Well here is another blog post with lots of positive flowing from it.

It took quite a while to come to terms with the fact that I would finally have to undergo a Hip replacement. I think I have done an amazing job of coping with living with Avascular Necrosis for over 25 years. I know I am a fighter and you have to be to a fighter to survive many things in life.

I have continued to have hydrotherapy every Friday and I am so happy that I have found a form of exercise that works for me. I feel like I am really getting a chance to use and strengthen my leg muscles, without experiencing so much pain.

Last week I had my pre-assessment appointment, although I still had not received the date for my operation. The staff were so friendly and made me feel so comfortable although I still felt nervous.

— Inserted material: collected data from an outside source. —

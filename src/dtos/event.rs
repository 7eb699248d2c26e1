//! Event DTOs

use super::{AttendanceDTO, BillDTO, UserDTO, deserialize_some, validate_not_blank};
use crate::entities::{Event, WipWindow};
use chrono::{DateTime, Utc};
use serde::{Deserialize, Serialize};
use validator::{Validate, ValidateEmail, ValidationError};

/// Body of `POST /events`
#[derive(Serialize, Deserialize, Debug, Clone, Validate)]
pub struct CreateEventRequestDTO {
    #[validate(
        length(min = 1, max = 200, message = "Title must be between 1 and 200 characters"),
        custom(function = "validate_not_blank")
    )]
    pub title: String,
    pub date: DateTime<Utc>,
    pub location: Option<String>,
    pub notes: Option<String>,
    pub wip_window_id: i64,
    #[serde(default)]
    #[validate(custom(function = "validate_email_list"))]
    pub attendee_emails: Vec<String>,
}

/// Every entry must be a syntactically valid email address.
#[allow(clippy::ptr_arg)]
pub fn validate_email_list(emails: &Vec<String>) -> Result<(), ValidationError> {
    if emails.iter().all(|email| email.validate_email()) {
        Ok(())
    } else {
        let mut err = ValidationError::new("email");
        err.message = Some("Every attendee must be a valid email address".into());
        Err(err)
    }
}

/// Insert payload for the events table
#[derive(Debug, Clone)]
pub struct CreateEventDTO {
    pub wip_window_id: i64,
    pub title: String,
    pub date: DateTime<Utc>,
    pub location: Option<String>,
    pub notes: Option<String>,
    pub creator_id: String,
}

/// Body of `PATCH /events/{id}`.
/// `location`, `notes` and `paid_by_id` accept an explicit `null` to clear the value.
#[derive(Serialize, Deserialize, Debug, Clone, Default, Validate)]
pub struct UpdateEventDTO {
    #[validate(
        length(min = 1, max = 200, message = "Title must be between 1 and 200 characters"),
        custom(function = "validate_not_blank")
    )]
    pub title: Option<String>,
    pub date: Option<DateTime<Utc>>,
    #[serde(default, deserialize_with = "deserialize_some")]
    pub location: Option<Option<String>>,
    #[serde(default, deserialize_with = "deserialize_some")]
    pub notes: Option<Option<String>>,
    #[serde(default, deserialize_with = "deserialize_some")]
    pub paid_by_id: Option<Option<String>>,
}

impl UpdateEventDTO {
    /// True when the body touches nothing but `paid_by_id`,
    /// the only field invitees are allowed to change.
    pub fn is_only_paid_by(&self) -> bool {
        self.paid_by_id.is_some()
            && self.title.is_none()
            && self.date.is_none()
            && self.location.is_none()
            && self.notes.is_none()
    }

    pub fn is_empty(&self) -> bool {
        self.paid_by_id.is_none()
            && self.title.is_none()
            && self.date.is_none()
            && self.location.is_none()
            && self.notes.is_none()
    }
}

/// Event with everything the event page shows
#[derive(Serialize, Deserialize, Debug)]
pub struct EventDetailDTO {
    #[serde(flatten)]
    pub event: Event,
    pub creator: Option<UserDTO>,
    pub wip_window: Option<WipWindow>,
    pub paid_by: Option<UserDTO>,
    pub attendances: Vec<AttendanceDTO>,
    pub bills: Vec<BillDTO>,
}

impl EventDetailDTO {
    pub fn confirmed_count(&self) -> usize {
        self.attendances
            .iter()
            .filter(|a| a.attendance.is_confirmed())
            .count()
    }

    pub fn total_amount(&self) -> i64 {
        self.bills.iter().map(|b| b.bill.total_cents).sum()
    }
}

/// List entry of `GET /events`
#[derive(Serialize, Deserialize, Debug)]
pub struct EventSummaryDTO {
    #[serde(flatten)]
    pub detail: EventDetailDTO,
    pub attendee_count: usize,
    pub total_amount: i64,
}

impl From<EventDetailDTO> for EventSummaryDTO {
    fn from(detail: EventDetailDTO) -> Self {
        Self {
            attendee_count: detail.confirmed_count(),
            total_amount: detail.total_amount(),
            detail,
        }
    }
}

#[cfg(test)]
mod tests {
    use super::*;
    use serde_json::json;

    #[test]
    fn test_update_distinguishes_null_from_missing() {
        let dto: UpdateEventDTO = serde_json::from_value(json!({ "paid_by_id": null })).unwrap();
        assert_eq!(dto.paid_by_id, Some(None));
        assert_eq!(dto.location, None);
        assert!(dto.is_only_paid_by());

        let dto: UpdateEventDTO =
            serde_json::from_value(json!({ "paid_by_id": "user-bob", "title": "x" })).unwrap();
        assert!(!dto.is_only_paid_by());
    }

    #[test]
    fn test_attendee_emails_must_be_valid() {
        let body = json!({
            "title": "Dinner",
            "date": "2025-03-10T18:00:00Z",
            "wip_window_id": 1,
            "attendee_emails": ["bob@example.com", "not-an-email"]
        });
        let dto: CreateEventRequestDTO = serde_json::from_value(body).unwrap();
        assert!(dto.validate().is_err());
    }
}
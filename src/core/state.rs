//! Application State
//!
//! Repositories and settings shared by every route and middleware.

use crate::repositories::{
    AttachmentRepository, AttendanceRepository, BillRepository, EventRepository,
    OrgSettingRepository, UserRepository, WipWindowRepository,
};
use sqlx::SqlitePool;

pub struct AppState {
    pub user: UserRepository,

    pub window: WipWindowRepository,

    /// Single-row organisation settings (current WIP window)
    pub settings: OrgSettingRepository,

    pub event: EventRepository,

    pub attendance: AttendanceRepository,

    pub bill: BillRepository,

    pub attachment: AttachmentRepository,

    /// Secret used to sign and verify session tokens
    pub auth_secret: String,

    /// Lowercased email domains allowed to sign in; empty admits everyone
    pub allowed_email_domains: Vec<String>,
}

impl AppState {
    /// Builds the state on top of a shared connection pool.
    pub fn new(pool: SqlitePool, auth_secret: String) -> Self {
        Self {
            user: UserRepository::new(pool.clone()),
            window: WipWindowRepository::new(pool.clone()),
            settings: OrgSettingRepository::new(pool.clone()),
            event: EventRepository::new(pool.clone()),
            attendance: AttendanceRepository::new(pool.clone()),
            bill: BillRepository::new(pool.clone()),
            attachment: AttachmentRepository::new(pool),
            auth_secret,
            allowed_email_domains: Vec::new(),
        }
    }

    pub fn with_allowed_domains(mut self, domains: Vec<String>) -> Self {
        self.allowed_email_domains = domains;
        self
    }
}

I have gone through my life for a long time coming to terms with the fact that I had none or very little control in how well I would be. Sickle cell ruled my every move, my education, my social life, my ability to do certain things and most of all my confidence.

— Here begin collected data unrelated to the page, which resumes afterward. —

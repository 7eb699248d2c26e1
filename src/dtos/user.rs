//! User DTOs

use crate::core::auth::SessionUser;
use crate::entities::{Event, User};
use serde::{Deserialize, Serialize};

/// Public view of a stored user
#[derive(Serialize, Deserialize, Debug, Clone, PartialEq)]
pub struct UserDTO {
    pub id: String,
    pub name: Option<String>,
    pub email: String,
    pub image: Option<String>,
}

impl From<User> for UserDTO {
    fn from(value: User) -> Self {
        Self {
            id: value.user_id,
            name: value.name,
            email: value.email,
            image: value.image,
        }
    }
}

impl From<&User> for UserDTO {
    fn from(value: &User) -> Self {
        Self::from(value.clone())
    }
}

/// DTO to insert a user (the id comes from the identity provider)
#[derive(Serialize, Deserialize, Debug, Clone)]
pub struct CreateUserDTO {
    pub user_id: String,
    pub name: Option<String>,
    pub email: String,
    pub image: Option<String>,
}

/// Response of the sign-in callback
#[derive(Serialize, Deserialize, Debug)]
pub struct SignInDTO {
    pub user: UserDTO,
    /// Session token whose subject is the stored user id
    pub token: String,
}

#[derive(Serialize, Debug)]
pub struct DebugUserDTO {
    pub session_user: SessionUser,
    pub users_with_same_email: Vec<UserDTO>,
    pub events_created_by_those_users: Vec<Event>,
}

#[derive(Serialize, Deserialize, Debug)]
pub struct FixUserDTO {
    pub success: bool,
    pub message: String,
    pub old_id: String,
    pub new_id: String,
}
//! Auth services - sign-in callback and identity reconciliation
//!
//! The identity provider may hand out a different subject for an email that is
//! already stored. Lookups always go through the email; these endpoints let the
//! client refresh its token and inspect or repair the mismatch.

use crate::core::{AppError, AppState, SessionUser, encode_jwt};
use crate::dtos::{DebugUserDTO, FixUserDTO, SignInDTO, UserDTO};
use crate::entities::User;
use crate::repositories::Read;
use axum::{
    Extension,
    extract::{Json, State},
};
use std::sync::Arc;
use tracing::{debug, info, instrument, warn};

#[instrument(skip(state, session, current_user), fields(user_id = %current_user.user_id, session_id = %session.id))]
pub async fn sign_in(
    State(state): State<Arc<AppState>>,
    Extension(session): Extension<SessionUser>,
    Extension(current_user): Extension<User>,
) -> Result<Json<SignInDTO>, AppError> {
    debug!("Sign-in callback");
    // 1. Refresh name and picture from the provider, keeping stored values it lacks
    // 2. Hand over invitations sent to the email before the account existed
    // 3. Issue a token whose subject is the stored id
    let user = state
        .user
        .update_profile(
            &current_user.user_id,
            session.name.as_deref(),
            session.image.as_deref(),
        )
        .await?;

    let linked = state
        .attendance
        .link_email_to_user(&user.email, &user.user_id)
        .await?;
    if linked > 0 {
        info!("Linked {} pending invitations", linked);
    }

    let token = encode_jwt(
        &SessionUser {
            id: user.user_id.clone(),
            email: user.email.clone(),
            name: user.name.clone(),
            image: user.image.clone(),
        },
        &state.auth_secret,
    )?;

    if session.id != user.user_id {
        info!(
            "Session id {} reconciled to stored id {}",
            session.id, user.user_id
        );
    }

    Ok(Json(SignInDTO {
        user: UserDTO::from(user),
        token,
    }))
}

#[instrument(skip(state, session), fields(session_id = %session.id))]
pub async fn debug_user(
    State(state): State<Arc<AppState>>,
    Extension(session): Extension<SessionUser>,
) -> Result<Json<DebugUserDTO>, AppError> {
    debug!("Identity diagnostics");
    let users = state.user.find_all_by_email(&session.email).await?;
    let ids: Vec<String> = users.iter().map(|u| u.user_id.clone()).collect();
    let events = state.event.find_by_creators(&ids).await?;

    Ok(Json(DebugUserDTO {
        session_user: session,
        users_with_same_email: users.into_iter().map(UserDTO::from).collect(),
        events_created_by_those_users: events,
    }))
}

#[instrument(skip(state, session, current_user), fields(user_id = %current_user.user_id, session_id = %session.id))]
pub async fn fix_user(
    State(state): State<Arc<AppState>>,
    Extension(session): Extension<SessionUser>,
    Extension(current_user): Extension<User>,
) -> Result<Json<FixUserDTO>, AppError> {
    debug!("Identity repair requested");
    // 1. Nothing to do when the stored id already is the session id
    // 2. The session id must not belong to somebody else
    // 3. Move the stored user and every reference to it onto the session id
    if current_user.user_id == session.id {
        return Ok(Json(FixUserDTO {
            success: true,
            message: "User ID already matches the session".to_string(),
            old_id: current_user.user_id.clone(),
            new_id: session.id,
        }));
    }

    if state.user.read(&session.id).await?.is_some() {
        warn!("Session id {} already belongs to another user", session.id);
        return Err(AppError::conflict("Session id already belongs to another user"));
    }

    let moved = state
        .user
        .reassign_id(&current_user.user_id, &session.id)
        .await
        .map_err(|e| match e {
            sqlx::Error::RowNotFound => AppError::not_found("User not found"),
            other => AppError::from(other),
        })?;

    info!(
        "User {} moved to session id {}",
        current_user.user_id, moved.user_id
    );
    Ok(Json(FixUserDTO {
        success: true,
        message: "User ID updated to match the session".to_string(),
        old_id: current_user.user_id,
        new_id: moved.user_id,
    }))
}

My childhood and teenage years were over shadowed with when the next crisis would be. That nasty horrendous ‘I want to die pain, please put me out of my misery pain’. I hated life because to be honest, I really didn’t have a life outside of hospital and the fear of having a crisis at any time was always at the front of my mind. The only thing that actually made it bearable was my family life and siblings who always made me feel normal and were so fun and entertaining to be around. My sisters and brothers were my escapism and I can never ever thank them enough for being such special people.

I left the hospital feeling quite overwhelmed with information and the reality that this operation was going to eventually happen. I also knew that I had to have a full exchange transfusion before any operation could take place. This caused me to reflect and fear started to set in.

Having to endure blood transfusions and exchange transfusions for over 35 years was not my idea of fun and although this treatment managed my crisis well there was a negative side to it.  I had to endure intermuscular injections of Deferral in my thighs and stomach to remove the excess iron and this was not an easy task. The 24-hour Graysby pump had to be worn every night while this solution was slowly administered through a green butterfly needle. Eventually exchange transfusions could not be given as I no longer had veins and the arterial site in my groin was so scarred that this was no longer accessible. All these memories had been put in a box, which I had sealed up and tried not to revisit, but this was making it difficult.

The day after the pre-assessment appointment, I received a call and it was confirmed that my operation would be taking place on 30^th of October with admission on 29^th October. Next week I will be attending joint school with my husband and the therapy team so that we can go through all the dos and don’ts after my new joint replacement.

I want to take you on my hip replacement journey and let you know exactly how I feel, and how I have dealt with a new chapter in my life. So far so good, I am still managing to smile and stay as positive as I can surely it can only get better. My faith, my family, my creativity and God will carry me through I believe this with all my heart perhaps I will be running the Marathon next year.